Un alumno de una aldea rural llegó donde su maestro con un problema.
— Estoy aquí, maestro, porque me siento tan poca cosa que no tengo fuerzas para hacer nada. Dicen que no sirvo para nada, que no hago nada bien, que soy tonto e idiota. ¿Cómo puedo mejorar? ¿Qué puedo hacer para que me valoren más?
El maestro, sin mirarlo, le dijo:
— Lo siento mucho, joven, pero ahora no puedo ayudarte. Primero debo resolver mi propio problema, tal vez después...
Y haciendo una pausa continuó:
— Si tú me ayudas, y puedo resolver mi problema rápidamente, quizás pueda ayudarte a resolver el tuyo.
— Claro, maestro —murmuró el joven. Pero de nuevo se sintió disminuido.
El maestro se sacó el anillo que llevaba en el dedo meñique, se lo dio y le dijo:
— Quiero que vayas al mercado. Debes vender allí este anillo porque tengo que pagar una deuda.
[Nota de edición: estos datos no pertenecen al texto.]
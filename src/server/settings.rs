use config::{Config, ConfigError, Environment, File};
use serde::Deserialize;
use std::env;

#[derive(Debug, Deserialize, Clone)]
pub struct Settings {
    #[serde(default)]
    pub server: ServerSettings,
    #[serde(default)]
    pub registry: RegistrySettings,
    #[serde(default)]
    pub tls: TlsSettings,
}

#[derive(Debug, Deserialize, Clone)]
pub struct ServerSettings {
    #[serde(default = "default_host")]
    pub host: String,
    #[serde(default = "default_port")]
    pub port: u16,
}

impl Default for ServerSettings {
    fn default() -> Self {
        Self {
            host: default_host(),
            port: default_port(),
        }
    }
}

fn default_host() -> String {
    "0.0.0.0".to_string()
}

fn default_port() -> u16 {
    8443
}

#[derive(Debug, Deserialize, Clone, Default)]
pub struct RegistrySettings {
    /// AWS account ID of the pull-through cache registry (e.g. "123456789012")
    #[serde(default)]
    pub account_id: String,
    /// AWS region of the pull-through cache registry (e.g. "us-east-1")
    #[serde(default)]
    pub region: String,
    /// Ordered list of source registry prefixes to mirror.
    /// Empty means Docker Hub only.
    #[serde(default)]
    pub registries: Vec<String>,
}

#[derive(Debug, Deserialize, Clone)]
pub struct TlsSettings {
    #[serde(default = "default_cert_path")]
    pub cert_path: String,
    #[serde(default = "default_key_path")]
    pub key_path: String,
}

impl Default for TlsSettings {
    fn default() -> Self {
        Self {
            cert_path: default_cert_path(),
            key_path: default_key_path(),
        }
    }
}

fn default_cert_path() -> String {
    "/etc/webhook/certs/tls.crt".to_string()
}

fn default_key_path() -> String {
    "/etc/webhook/certs/tls.key".to_string()
}

impl Settings {
    /// Load settings from an optional `default` config file in the config
    /// directory, layered with `WEBHOOK__`-prefixed environment variables
    /// (e.g. `WEBHOOK__REGISTRY__ACCOUNT_ID`,
    /// `WEBHOOK__REGISTRY__REGISTRIES=ghcr.io,docker.io`).
    pub fn new(config_dir: Option<&str>) -> Result<Self, ConfigError> {
        let config_dir = config_dir
            .map(str::to_owned)
            .or_else(|| env::var("WEBHOOK_CONFIG_DIR").ok())
            .unwrap_or_else(|| "config".into());

        let config = Config::builder()
            .add_source(File::with_name(&format!("{config_dir}/default")).required(false))
            .add_source(
                Environment::with_prefix("WEBHOOK")
                    .prefix_separator("__")
                    .separator("__")
                    .list_separator(",")
                    .with_list_parse_key("registry.registries")
                    .try_parsing(true),
            )
            .build()?;

        let mut settings: Settings = config.try_deserialize()?;

        // Special handling for the bare ECR_* environment variables (the
        // convention used by existing deployments of this webhook). These
        // take precedence over both the config file and WEBHOOK__* vars.
        if let Ok(account_id) = env::var("ECR_AWS_ACCOUNT_ID") {
            if !account_id.is_empty() {
                settings.registry.account_id = account_id;
            }
        }
        if let Ok(region) = env::var("ECR_AWS_REGION") {
            if !region.is_empty() {
                settings.registry.region = region;
            }
        }
        if let Ok(raw) = env::var("ECR_REGISTRIES") {
            if !raw.is_empty() {
                settings.registry.registries = raw.split(',').map(str::to_owned).collect();
            }
        }

        settings.validate()
    }

    fn validate(self) -> Result<Self, ConfigError> {
        if self.registry.account_id.trim().is_empty() {
            return Err(ConfigError::Message(
                "registry.account_id is required (or set ECR_AWS_ACCOUNT_ID)".to_string(),
            ));
        }
        if self.registry.region.trim().is_empty() {
            return Err(ConfigError::Message(
                "registry.region is required (or set ECR_AWS_REGION)".to_string(),
            ));
        }
        Ok(self)
    }
}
Es necesario que obtengas de él lo máximo posible, pero no aceptes menos de una moneda de oro. Vete y vuelve con esa moneda lo más rápido posible.
El joven cogió el anillo y partió. Cuando llegó al mercado empezó a ofrecer el anillo a los mercaderes. Ellos miraban con algún interés, atendiendo al joven cuando exhibía el anillo. Al saber que pedía una moneda de oro, algunos reían, y otros se apartaban sin mirarle. Solamente un viejecito fue amable y le explicó que una moneda de oro era mucho valor para comprar ese anillo.
Intentando ayudar al joven, llegaron a ofrecerle una moneda de plata o una vasija de cobre, pero el joven seguía las instrucciones de no aceptar menos de una moneda de oro, y por lo tanto rechazaba las ofertas.
Después de ofrecer la joya a todos los que pasaban por el mercado, y abatido por su fracaso, montó el caballo y regresó. El joven anhelaba tener una moneda de oro para comprarle el anillo al maestro, liberándolo de su deuda y así poder recibir su ayuda y sus sabios consejos.
Entró en la casa y le dijo:
— Maestro, lo siento mucho, pero es imposible conseguir lo que me pidió. Tal vez pueda conseguir dos o tres monedas de plata, pero no creo que se pueda engañar a nadie sobre el valor del anillo.
— Es muy importante lo que me dices, joven —le contestó sonriente el maestro—. Lo primero que debemos saber es el valor real del anillo. Vuelve a coger el caballo y te vas directamente a ver un joyero. ¿Quién mejor para saber su valor exacto? Pero no importa cuánto te ofrezca, no lo vendas. Vuelve aquí con mi anillo.
El joven fue a ver al joyero y le enseñó el anillo para que lo examinara. El joyero lo miró con su lupa, lo pesó en la balanza y le dijo:
— Dile a tu maestro que, si lo quiere vender ahora, no puedo darle más de diez monedas de oro.
— ¡Diez monedas de oro! —exclamó el joven.
— Sí —contestó el joyero—, y creo que con el tiempo podría ofrecerle hasta catorce o quince. Pero si la venta es urgente...
El joven corrió emocionado a casa del maestro para contarle lo ocurrido.
— Siéntate —dijo el maestro, y después de escuchar todas las aflicciones del joven, añadió:
— Tú eres como ese anillo: una joya valiosa y única. Pero solamente puede ser valorada por un especialista. ¿Pensabas que cualquiera en el mercado podía descubrir tu verdadero valor sin conocerte?
Y diciendo esto se volvió a colocar el anillo en su dedo.
— Todos somos como esta joya, hijo. Somos valiosos y únicos, pero andamos por todos los mercados de la vida pretendiendo que algunas personas inexpertas descubran nuestro genuino valor.
La valoración de las competencias de las personas no está al alcance de cualquiera. ¿Por qué nos sentimos mal cuando no nos aprecian como somos?
¿Qué pasa en este caso con nuestra autoestima?
¿Si somos únicos, acaso nos podemos comparar con alguien en el mundo?